A Spectral Approach to Model-Based Noninvasive Intracranial Pressure Estimation

A Spectral Approach to Model-Based Noninvasive Intracranial Pressure Estimation

Rohan Jaishankar et al. IEEE J Biomed Health Inform. 2020 Aug.

Abstract

Background: Intracranial pressure (ICP) normally ranges from 5 to 15 mmHg. Elevation in ICP is an important clinical indicator of neurological injury, and ICP is therefore monitored routinely in several neurological conditions to guide diagnosis and treatment decisions. Current measurement modalities for ICP monitoring are highly invasive, largely limiting the measurement to critically ill patients. An accurate noninvasive method to estimate ICP would dramatically expand the pool of patients that could benefit from this cranial vital sign.

Methods: This article presents a spectral approach to model-based ICP estimation from arterial blood pressure (ABP) and cerebral blood flow velocity (CBFV) measurements. The model captures the relationship between the ABP, CBFV, and ICP waveforms and utilizes a second-order model of the cerebral vasculature to estimate ICP.

Results: The estimation approach was validated on two separate clinical datasets, one recorded from thirteen pediatric patients with a total duration of around seven hours, and the other recorded from five adult patients, one hour and 48 minutes in total duration. The algorithm was shown to have an accuracy (mean error) of 0.4 mmHg and -1.5 mmHg, and a precision (standard deviation of the error) of 5.1 mmHg and 4.3 mmHg, in estimating mean ICP (range of 1.3 mmHg to 24.8 mmHg) on the pediatric and adult data, respectively.
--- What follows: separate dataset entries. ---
//! 错误处理模块
//!
//! 对外统一使用 `DiscoveryError`，基础设施层（注册中心后端）使用 `anyhow`，
//! 在门面层转换为带错误代码的业务错误

pub mod code;
pub mod discovery_error;

pub use code::{ErrorCategory, ErrorCode};
pub use discovery_error::{DiscoveryError, Result};

/// 基础设施层默认使用的结果类型
pub type InfraResult<T> = anyhow::Result<T>;

/// 将基础设施错误转换为 `DiscoveryError`
///
/// 原始错误链完整保留在 reason 中
pub fn map_infra_error<F>(error: anyhow::Error, build: F) -> DiscoveryError
where
    F: FnOnce(String) -> DiscoveryError,
{
    build(format!("{:#}", error))
}

/// `InfraResult` 的辅助扩展，用于快速转换为统一的业务错误类型
pub trait InfraResultExt<T> {
    fn into_discovery<F>(self, build: F) -> Result<T>
    where
        F: FnOnce(String) -> DiscoveryError;
}

impl<T> InfraResultExt<T> for InfraResult<T> {
    fn into_discovery<F>(self, build: F) -> Result<T>
    where
        F: FnOnce(String) -> DiscoveryError,
    {
        self.map_err(|err| map_infra_error(err, build))
    }
}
These results are comparable to previous results and within the clinically relevant range. Additionally, the accuracy and precision in estimating the pulse pressure of ICP on a beat-by-beat basis were found to be 1.3 mmHg and 2.9 mmHg respectively.

Conclusion: These contributions take a step towards realizing the goal of implementing a real-time noninvasive ICP estimation modality in a clinical setting, to enable accurate clinical-decision making while overcoming the drawbacks of the invasive ICP modalities.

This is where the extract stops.